Praktis tersebut kekuatan tersebut hanya dimiliki oleh aktor-aktor yang memiliki relasi dengan otoritas. Dalam wacana perkotaan, fenomena ini sering disebut “politik jatah preman”. Ada transaksi antara politisi dengan preman untuk sama-sama memenuhi interest mereka. Politisi mungkin membutuhkan masa, sementara para preman tadi membutuhkan approval dari otoritas agar tetap bisa memiliki akses terhadap sumber daya ilegal mereka.

Dalam kasus parkir liar perkotaan, hipotesis ini dapat diuji. Minimnya transportasi masal yang layak dan murah mendorong masyarakat kelas menangah ke bawah untuk memiliki kendaraan pribadi. Kendaraan pribadi tentu membutuhkan lahan parkir. Akses terhadap lahan parkir resmi tentu lebih tinggi harganya. Pada titik itulah kebutuhan akan ruang parkir yang lebih murah agar ongkos mobilitas masyarakat kelas menengah bawah terpenuhi. Lahan-lahan yang “tidak bertuan” seperti trotoar atau bahu jalan kemudian dimanfaatkan atau diakses secara ilegal oleh para preman untuk menyediakan layanan secara informal dengan harga miring.

Sekilas penyediaan tersebut terkesan tidak merugikan. Namun jika ditelusuri lebih lanjut, sebenarnya sumberdaya yang diakses secara ilegal oleh para preman tadi untuk menyediakan layanan informal adalah sumberdaya publik. Dalam kasus lahan parkir tadi, pengguna kendaraan dan pengelola parkir liar sama-sama mendapatkan keuntungan. Yang dirugikan adalah publik dan masyarakat perkotaan secara luas karena ada ruang publik seperti trotoar dan bahu jalan yang digunakan untuk peruntukan lain dan menyebabkan kemacetan.

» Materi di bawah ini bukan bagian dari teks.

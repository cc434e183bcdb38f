// Ordinal Actor Runtime
//
// This crate implements the runtime side of the Ordinal API: the per-type
// Router that orders, admits and correlates messages, the activation wrapper
// that owns actor memory, and an in-process host to run them on.

pub mod activation;
pub mod config;
pub mod instances;
pub mod logging;
pub mod registry;
pub mod router;
pub mod storage;
pub mod system;

pub use activation::ActorActivation;
pub use config::{ResetPolicy, RouterConfig};
pub use instances::LocalInstances;
pub use registry::{HandlerRegistry, HandlerRegistryBuilder};
pub use router::{Router, RouterDirectory};
pub use storage::{MemoryBackend, MemoryStore};
pub use system::ActorRuntime;

pub use ordinal_api_derive::*;

#[doc(hidden)]
pub use tracing as __tracing;
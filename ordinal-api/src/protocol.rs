//! Wire shapes exchanged with the front door and between Router and activations.

use serde::{Deserialize, Serialize};
use serde_json::Value;

use crate::envelope::{Envelope, InvokeRequest};
use crate::errors::{ErrorKind, RouteError};
use crate::policy::Policy;
use crate::types::{Memory, Payload, RouteResult};

/// Router request `{actorType, actorId, payload}`.
///
/// Fields are optional on the wire so that a missing type or id is reported
/// as a validation error instead of a decoding failure.
#[derive(Debug, Clone, Default, PartialEq, Serialize, Deserialize)]
#[serde(rename_all = "camelCase")]
pub struct RouteRequest {
    #[serde(default)]
    pub actor_type: Option<String>,
    #[serde(default)]
    pub actor_id: Option<String>,
    #[serde(default)]
    pub payload: Payload,
}

impl RouteRequest {
    pub fn new(actor_type: impl Into<String>, actor_id: impl Into<String>, payload: Payload) -> Self {
        Self {
            actor_type: Some(actor_type.into()),
            actor_id: Some(actor_id.into()),
            payload,
        }
    }
}

#[derive(Debug, Clone, PartialEq, Eq, Serialize, Deserialize)]
pub struct ErrorBody {
    pub kind: ErrorKind,
    pub message: String,
}

/// Router response: `{ok: true, result}` or `{ok: false, error}`.
#[derive(Debug, Clone, PartialEq, Serialize, Deserialize)]
pub struct RouteResponse {
    pub ok: bool,
    #[serde(default, skip_serializing_if = "Option::is_none")]
    pub result: Option<Value>,
    #[serde(default, skip_serializing_if = "Option::is_none")]
    pub error: Option<ErrorBody>,
}

impl RouteResponse {
    /// HTTP-equivalent status for the front door.
    pub fn status_code(&self) -> u16 {
        self.error.as_ref().map(|e| e.kind.status_code()).unwrap_or(200)
    }
}

impl From<RouteResult<Value>> for RouteResponse {
    fn from(outcome: RouteResult<Value>) -> Self {
        match outcome {
            Ok(result) => RouteResponse {
                ok: true,
                result: Some(result),
                error: None,
            },
            Err(error) => error.into(),
        }
    }
}

impl From<RouteError> for RouteResponse {
    fn from(error: RouteError) -> Self {
        RouteResponse {
            ok: false,
            result: None,
            error: Some(ErrorBody {
                kind: error.kind(),
                message: error.to_string(),
            }),
        }
    }
}

/// Durable summary of one actor key, written by the Router after each drained batch.
#[derive(Debug, Clone, PartialEq, Eq, Serialize, Deserialize)]
#[serde(rename_all = "camelCase")]
pub struct MetadataSnapshot {
    pub actor_type: String,
    pub actor_id: String,
    pub busy: bool,
    pub queue_length: usize,
    pub updated_at: u64,
}

/// One row of a status query.
#[derive(Debug, Clone, PartialEq, Eq, Serialize, Deserialize)]
#[serde(rename_all = "camelCase")]
pub struct StatusEntry {
    pub actor_key: String,
    pub actor_type: String,
    pub actor_id: String,
    pub busy: bool,
    pub queue_length: usize,
    pub policy: Option<Policy>,
    pub meta_updated_at: Option<u64>,
    pub from_storage: bool,
    pub from_memory: bool,
}

#[derive(Debug, Clone, Default, PartialEq, Eq, Serialize, Deserialize)]
pub struct StatusSnapshot {
    pub actors: Vec<StatusEntry>,
}

impl StatusSnapshot {
    pub fn get(&self, actor_key: &str) -> Option<&StatusEntry> {
        self.actors.iter().find(|entry| entry.actor_key == actor_key)
    }

    pub fn storage_backed(&self) -> impl Iterator<Item = &StatusEntry> {
        self.actors.iter().filter(|entry| entry.from_storage)
    }
}

#[derive(Debug, Clone, PartialEq, Eq, Serialize, Deserialize)]
#[serde(rename_all = "camelCase")]
pub struct ResetRequest {
    pub actor_type_prefix: String,
}

#[derive(Debug, Clone, PartialEq, Eq, Serialize, Deserialize)]
pub struct ResetResponse {
    pub ok: bool,
    pub cleared: Vec<String>,
}

/// Operations an activation instance answers over the addressed-call channel.
#[derive(Debug, Clone, PartialEq, Serialize, Deserialize)]
#[serde(tag = "op", rename_all = "camelCase")]
pub enum ActivationRequest {
    Invoke(InvokeRequest),
    Status,
    Reset,
}

#[derive(Debug, Clone, PartialEq, Serialize, Deserialize)]
#[serde(tag = "op", rename_all = "camelCase")]
pub enum ActivationResponse {
    Invoked(Envelope),
    Memory(Memory),
    Reset,
}
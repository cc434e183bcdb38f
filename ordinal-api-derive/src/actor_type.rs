use darling::{FromAttributes, FromMeta};
use proc_macro::TokenStream;
use quote::quote;
use syn::{parse_macro_input, Attribute, DeriveInput};

use crate::common::{default_type_tag, to_compile_error};

/// Options accepted by `#[actor(...)]`
#[derive(Debug, Default, FromMeta)]
struct ActorTypeOptions {
    /// Explicit type tag
    #[darling(default)]
    name: Option<String>,
}

#[derive(Debug, FromAttributes)]
#[darling(attributes(actor))]
struct ActorTypeArgs {
    #[darling(flatten)]
    opts: ActorTypeOptions,
}

fn parse_actor_attrs(attrs: &[Attribute]) -> darling::Result<ActorTypeOptions> {
    ActorTypeArgs::from_attributes(attrs).map(|a| a.opts)
}

pub(crate) fn derive_actor_type_impl(input: TokenStream) -> TokenStream {
    let input = parse_macro_input!(input as DeriveInput);

    let options = match parse_actor_attrs(&input.attrs) {
        Ok(options) => options,
        Err(err) => return err.write_errors().into(),
    };

    let name = &input.ident;
    let tag = options
        .name
        .unwrap_or_else(|| default_type_tag(&name.to_string()));

    if tag.is_empty() {
        return to_compile_error(syn::Error::new_spanned(name, "actor type tag must not be empty"));
    }
    if tag.contains(':') {
        return to_compile_error(syn::Error::new_spanned(
            name,
            "actor type tag must not contain ':'",
        ));
    }

    let (impl_generics, ty_generics, where_clause) = input.generics.split_for_impl();

    let expanded = quote! {
        impl #impl_generics ::ordinal_api::handler::ActorType for #name #ty_generics #where_clause {
            const ACTOR_TYPE: &'static str = #tag;
        }

        impl #impl_generics #name #ty_generics #where_clause {
            /// Static type tag this handler is registered under.
            pub fn actor_type(&self) -> &'static str {
                <Self as ::ordinal_api::handler::ActorType>::ACTOR_TYPE
            }
        }
    };

    TokenStream::from(expanded)
}
use std::sync::Arc;

use anyhow::Result;
use async_trait::async_trait;
use ordinal::{ActorRuntime, HandlerRegistry, RouterConfig};
use ordinal_api::envelope::Reply;
use ordinal_api::errors::RouteError;
use ordinal_api::handler::{ActorHandler, HandlerContext, MessageSender};
use ordinal_api::types::{ActorResult, Payload};
use serde_json::json;

mod test_helpers;
use test_helpers::{memory_of, setup_runtime};

#[tokio::test]
async fn test_handlers_message_each_other_through_routers() -> Result<()> {
    let (runtime, journal) = setup_runtime(RouterConfig::default());

    let result = runtime
        .route("lobby", "main", json!({ "target": "r7", "forward": { "tag": "hello" } }))
        .await?;
    assert_eq!(result["via"], json!("lobby"));
    assert_eq!(result["room"], json!({ "tag": "hello", "seen": 1 }));
    assert_eq!(journal.starts(), vec!["r7:hello"]);

    assert_eq!(runtime.router_types(), vec!["lobby", "room"]);
    assert_eq!(
        memory_of(&runtime, "lobby:main").await["last"],
        json!({ "tag": "hello", "seen": 1 })
    );
    Ok(())
}

#[tokio::test]
async fn test_failed_send_fails_the_sender() -> Result<()> {
    let (runtime, _) = setup_runtime(RouterConfig::default());

    // The forwarded message fails inside `room`, so `lobby` fails too.
    let outcome = runtime
        .route(
            "lobby",
            "main",
            json!({ "target": "r1", "forward": { "tag": "x", "fail": true } }),
        )
        .await;
    match outcome {
        Err(RouteError::DispatchFailure { key, reason }) => {
            assert_eq!(key, "lobby:main");
            assert!(reason.contains("room:r1"), "reason: {}", reason);
        }
        other => panic!("expected DispatchFailure, got {:?}", other),
    }
    Ok(())
}

#[tokio::test]
async fn test_runtime_is_a_message_sender() -> Result<()> {
    let (runtime, _) = setup_runtime(RouterConfig::default());

    let sender: Arc<dyn MessageSender> = runtime.clone();
    let result = sender.send("room", "r1", json!({ "tag": "direct" })).await?;
    assert_eq!(result["tag"], json!("direct"));
    Ok(())
}

struct Lonely;

#[async_trait]
impl ActorHandler for Lonely {
    async fn handle(&self, _payload: Payload, ctx: &mut HandlerContext<'_>) -> ActorResult<Reply> {
        Ok(Reply::ok(json!({ "canSend": ctx.can_send(), "now": ctx.now > 0 })))
    }
}

#[tokio::test]
async fn test_context_carries_sender_and_clock() -> Result<()> {
    let registry = HandlerRegistry::builder().register("lonely", Lonely).build()?;
    let runtime = ActorRuntime::new(registry, RouterConfig::default());

    let result = runtime.route("lonely", "l1", json!(null)).await?;
    assert_eq!(result, json!({ "canSend": true, "now": true }));

    Ok(())
}
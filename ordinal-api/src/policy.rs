//! Admission and continuation policies.
//!
//! [`Policy`] bounds what a Router admits for one actor key. [`NextPolicy`] is
//! the directive a handler returns to tell the Router what to do with the rest
//! of that key's queue.

use std::time::Duration;

use serde::{Deserialize, Serialize};

pub const DEFAULT_QUEUE_LIMIT: usize = 64;
pub const DEFAULT_TIMEOUT_MS: u64 = 30_000;
pub const DEFAULT_MAX_PAYLOAD_BYTES: usize = 64 * 1024;

/// Per-key admission policy.
#[derive(Debug, Clone, PartialEq, Eq, Serialize, Deserialize)]
#[serde(rename_all = "camelCase")]
pub struct Policy {
    /// Maximum number of queued messages, including the one in flight.
    pub queue_limit: usize,
    /// How long a caller waits for its message to be resolved.
    pub timeout_ms: u64,
    /// Maximum size of the JSON-serialized payload.
    pub max_payload_bytes: usize,
}

impl Policy {
    pub fn timeout(&self) -> Duration {
        Duration::from_millis(self.timeout_ms)
    }

    /// Applies the fields set in `overrides` on top of this policy.
    pub fn merged_with(&self, overrides: &PolicyOverride) -> Policy {
        Policy {
            queue_limit: overrides.queue_limit.unwrap_or(self.queue_limit),
            timeout_ms: overrides.timeout_ms.unwrap_or(self.timeout_ms),
            max_payload_bytes: overrides.max_payload_bytes.unwrap_or(self.max_payload_bytes),
        }
    }
}

impl Default for Policy {
    fn default() -> Self {
        Self {
            queue_limit: DEFAULT_QUEUE_LIMIT,
            timeout_ms: DEFAULT_TIMEOUT_MS,
            max_payload_bytes: DEFAULT_MAX_PAYLOAD_BYTES,
        }
    }
}

/// Partial policy for one actor type; unset fields fall back to the default.
#[derive(Debug, Clone, Default, PartialEq, Eq, Serialize, Deserialize)]
#[serde(rename_all = "camelCase")]
pub struct PolicyOverride {
    pub queue_limit: Option<usize>,
    pub timeout_ms: Option<u64>,
    pub max_payload_bytes: Option<usize>,
}

/// Continuation directive returned by a handler.
#[derive(Debug, Clone, Copy, Default, PartialEq, Eq, Serialize, Deserialize)]
#[serde(rename_all = "lowercase")]
pub enum NextMode {
    /// Process the next queued message for this key in the same cycle.
    #[default]
    Immediate,
    /// Stop processing this key for the current cycle; later cycles resume it.
    Wait,
    /// Reject every message still queued for this key.
    Reject,
}

impl NextMode {
    /// Parses a mode tag, treating anything unrecognized as `Immediate`.
    pub fn parse_lenient(tag: &str) -> NextMode {
        match tag {
            "wait" => NextMode::Wait,
            "reject" => NextMode::Reject,
            _ => NextMode::Immediate,
        }
    }
}

/// Continuation policy attached to an envelope.
#[derive(Debug, Clone, Default, PartialEq, Eq, Serialize, Deserialize)]
#[serde(rename_all = "camelCase")]
pub struct NextPolicy {
    #[serde(default, deserialize_with = "lenient_mode")]
    pub mode: NextMode,
    #[serde(default, skip_serializing_if = "Option::is_none")]
    pub redirect_to: Option<String>,
}

impl NextPolicy {
    pub fn immediate() -> Self {
        Self::default()
    }

    pub fn wait() -> Self {
        Self {
            mode: NextMode::Wait,
            redirect_to: None,
        }
    }

    pub fn reject() -> Self {
        Self {
            mode: NextMode::Reject,
            redirect_to: None,
        }
    }
}

fn lenient_mode<'de, D>(deserializer: D) -> Result<NextMode, D::Error>
where
    D: serde::Deserializer<'de>,
{
    let tag = Option::<String>::deserialize(deserializer)?;
    Ok(tag.as_deref().map(NextMode::parse_lenient).unwrap_or_default())
}

#[cfg(test)]
mod tests {
    use super::*;
    use serde_json::json;

    #[test]
    fn test_policy_wire_shape() {
        let policy = Policy {
            queue_limit: 2,
            timeout_ms: 500,
            max_payload_bytes: 128,
        };
        assert_eq!(
            serde_json::to_value(&policy).unwrap(),
            json!({"queueLimit": 2, "timeoutMs": 500, "maxPayloadBytes": 128})
        );
        assert_eq!(policy.timeout(), Duration::from_millis(500));
    }

    #[test]
    fn test_override_merge() {
        let merged = Policy::default().merged_with(&PolicyOverride {
            queue_limit: Some(2),
            ..Default::default()
        });
        assert_eq!(merged.queue_limit, 2);
        assert_eq!(merged.timeout_ms, DEFAULT_TIMEOUT_MS);
        assert_eq!(merged.max_payload_bytes, DEFAULT_MAX_PAYLOAD_BYTES);
    }

    #[test]
    fn test_unknown_mode_falls_back_to_immediate() {
        let policy: NextPolicy = serde_json::from_value(json!({"mode": "later"})).unwrap();
        assert_eq!(policy.mode, NextMode::Immediate);

        let policy: NextPolicy = serde_json::from_value(json!({})).unwrap();
        assert_eq!(policy.mode, NextMode::Immediate);

        let policy: NextPolicy = serde_json::from_value(json!({"mode": "wait"})).unwrap();
        assert_eq!(policy.mode, NextMode::Wait);
    }
}
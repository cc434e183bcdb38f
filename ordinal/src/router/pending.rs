//! Request/response correlation for routed messages.
//!
//! Every admitted message gets one entry keyed by its `MessageId`. The entry
//! is removed exactly once, by whichever happens first:
//!
//! ```text
//!   resolve(id, result)  drain loop got an envelope for the message
//!   reject(id, error)    dispatch failed, actor rejected, or reset
//!   cancel(id)           the caller's timer fired first
//! ```
//!
//! Completing an id with no entry is a no-op: the caller already gave up and
//! the result is discarded.

use std::collections::HashMap;
use std::time::Instant;

use ordinal_api::errors::RouteError;
use ordinal_api::types::{MessageId, RouteResult};
use serde_json::Value;
use tokio::sync::oneshot;

pub(crate) type Outcome = RouteResult<Value>;

struct PendingRequest {
    sender: oneshot::Sender<Outcome>,
    registered_at: Instant,
}

#[derive(Default)]
pub(crate) struct PendingTable {
    entries: HashMap<MessageId, PendingRequest>,
}

impl PendingTable {
    /// Registers `id` and returns the receiving end its caller waits on.
    pub(crate) fn insert(&mut self, id: MessageId) -> oneshot::Receiver<Outcome> {
        let (sender, receiver) = oneshot::channel();
        self.entries.insert(
            id,
            PendingRequest {
                sender,
                registered_at: Instant::now(),
            },
        );
        receiver
    }

    pub(crate) fn resolve(&mut self, id: &MessageId, result: Value) -> bool {
        self.complete(id, Ok(result))
    }

    pub(crate) fn reject(&mut self, id: &MessageId, error: RouteError) -> bool {
        self.complete(id, Err(error))
    }

    /// Drops the entry without answering it.
    pub(crate) fn cancel(&mut self, id: &MessageId) -> bool {
        self.entries.remove(id).is_some()
    }

    #[cfg(test)]
    pub(crate) fn contains(&self, id: &MessageId) -> bool {
        self.entries.contains_key(id)
    }

    pub(crate) fn len(&self) -> usize {
        self.entries.len()
    }

    fn complete(&mut self, id: &MessageId, outcome: Outcome) -> bool {
        let Some(pending) = self.entries.remove(id) else {
            tracing::debug!(message_id = %id, "No pending caller, result discarded");
            return false;
        };
        tracing::trace!(
            message_id = %id,
            waited_ms = pending.registered_at.elapsed().as_millis() as u64,
            "Completing pending request"
        );
        // The receiver may have been dropped with its caller.
        let _ = pending.sender.send(outcome);
        true
    }
}
use futures::FutureExt;
use ordinal_api::envelope::{Envelope, InvokeRequest};
use ordinal_api::errors::{CallError, RouteError, StorageError};
use ordinal_api::host::{DurableStore, InstanceHandle, InstanceNamespace};
use ordinal_api::policy::{NextMode, Policy};
use ordinal_api::protocol::{
    ActivationRequest, ActivationResponse, MetadataSnapshot, ResetRequest, ResetResponse, RouteRequest,
    RouteResponse, StatusEntry, StatusSnapshot,
};
use ordinal_api::types::{unix_millis, ActorKey, MessageId, Payload, RouteResult, KEY_SEPARATOR};
use serde_json::Value;
use tracing::{debug, trace, warn, Instrument};
use uuid::Uuid;

use crate::config::{ResetPolicy, RouterConfig, METADATA_KEY_PREFIX};
use crate::{log_dispatch, log_error, log_lifecycle};

use self::pending::PendingTable;
use self::queue::{ActorQueueState, QueueEntry};

const REJECTED_BY_ACTOR: &str = "rejected by actor";
const REJECTED_BY_RESET: &str = "actor reset";

/// Finds the Router in charge of an actor type.
pub trait RouterDirectory: Send + Sync {
    fn router_for(&self, actor_type: &str) -> Router;
}

/// Per-type dispatch front for actor keys.
///
/// Cheap to clone; clones share the same queues.
#[derive(Clone)]
pub struct Router {
    inner: Arc<RouterInner>,
}

struct RouterInner {
    name: String,
    config: RouterConfig,
    store: Arc<dyn DurableStore>,
    instances: Arc<dyn InstanceNamespace>,
    directory: OnceLock<Weak<dyn RouterDirectory>>,
    state: Mutex<RouterState>,
}

#[derive(Default)]
struct RouterState {
    /// Keys in first-seen order, the visiting order of a drain cycle.
    order: Vec<ActorKey>,
    queues: HashMap<ActorKey, ActorQueueState>,
    pending: PendingTable,
    draining: bool,
}

impl RouterState {
    fn ensure_queue(&mut self, key: &ActorKey, policy: impl FnOnce() -> Policy) -> &mut ActorQueueState {
        let order = &mut self.order;
        self.queues.entry(key.clone()).or_insert_with(|| {
            order.push(key.clone());
            ActorQueueState::new(key.clone(), policy())
        })
    }

    fn has_ready_work(&self) -> bool {
        self.queues.values().any(ActorQueueState::is_ready)
    }
}

impl RouterInner {
    fn lock(&self) -> MutexGuard<'_, RouterState> {
        self.state.lock().unwrap_or_else(PoisonError::into_inner)
    }
}

/// Clears a key's busy flag when processing of the key ends, however it ends.
struct BusyGuard<'a> {
    inner: &'a RouterInner,
    key: &'a ActorKey,
}

impl Drop for BusyGuard<'_> {
    fn drop(&mut self) {
        if let Some(queue) = self.inner.lock().queues.get_mut(self.key) {
            queue.busy = false;
        }
    }
}

/// Releases the drain flag if a drain task ends without finishing its
/// last cycle, so the next `route` can start a new one.
struct DrainGuard<'a> {
    inner: &'a RouterInner,
    armed: bool,
}

impl DrainGuard<'_> {
    fn disarm(&mut self) {
        self.armed = false;
    }
}

impl Drop for DrainGuard<'_> {
    fn drop(&mut self) {
        if self.armed {
            self.inner.lock().draining = false;
            warn!(router = %self.inner.name, "Drain ended abnormally");
        }
    }
}
// Helpers shared by the derive implementations

/// Convert a syn::Error to a TokenStream that can be returned from a proc_macro function
pub fn to_compile_error(error: syn::Error) -> proc_macro::TokenStream {
    error.to_compile_error().into()
}

/// `ChatRoomHandler` -> `chat_room`
pub fn default_type_tag(type_name: &str) -> String {
    let trimmed = type_name
        .strip_suffix("Handler")
        .or_else(|| type_name.strip_suffix("Actor"))
        .filter(|rest| !rest.is_empty())
        .unwrap_or(type_name);

    let mut tag = String::with_capacity(trimmed.len() + 4);
    for (i, ch) in trimmed.chars().enumerate() {
        if ch.is_uppercase() {
            if i > 0 {
                tag.push('_');
            }
            tag.extend(ch.to_lowercase());
        } else {
            tag.push(ch);
        }
    }
    tag
}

Tujuan utama dari argumen ini adalah memberikan perspektif lain dalam memandang relasi premanisme, informality, dan penyediaan layanan dasar di perkotaan. Selama ini otoritas cenderung melihat sektor informal sebagai benalu yang perlu diberantas demi menjaga kenyamanan dan ketertiban publik. Namun dengan melihat relasi yang lebih jauh dari preman dan sektor informal terhadap pelayanan dasar, maka tidak salah pula jika memandang informality dan premanisme sebagai implikasi dari ketidakmampuan dalam menyediakan layanan dasar bagi masyarakat.

Referensi

Mitlin, D. (2014). Politics, informality and clientelism–exploring a pro-poor urban politics.

Simone, A. (2015). The urban poor and their ambivalent exceptionalities: Some notes from Jakarta. Current Anthropology, 56(S11), S15-S23.

Wiryomartono, B. Patrimonialism And Territorial Control: Premanisme In Urban Java Indonesia.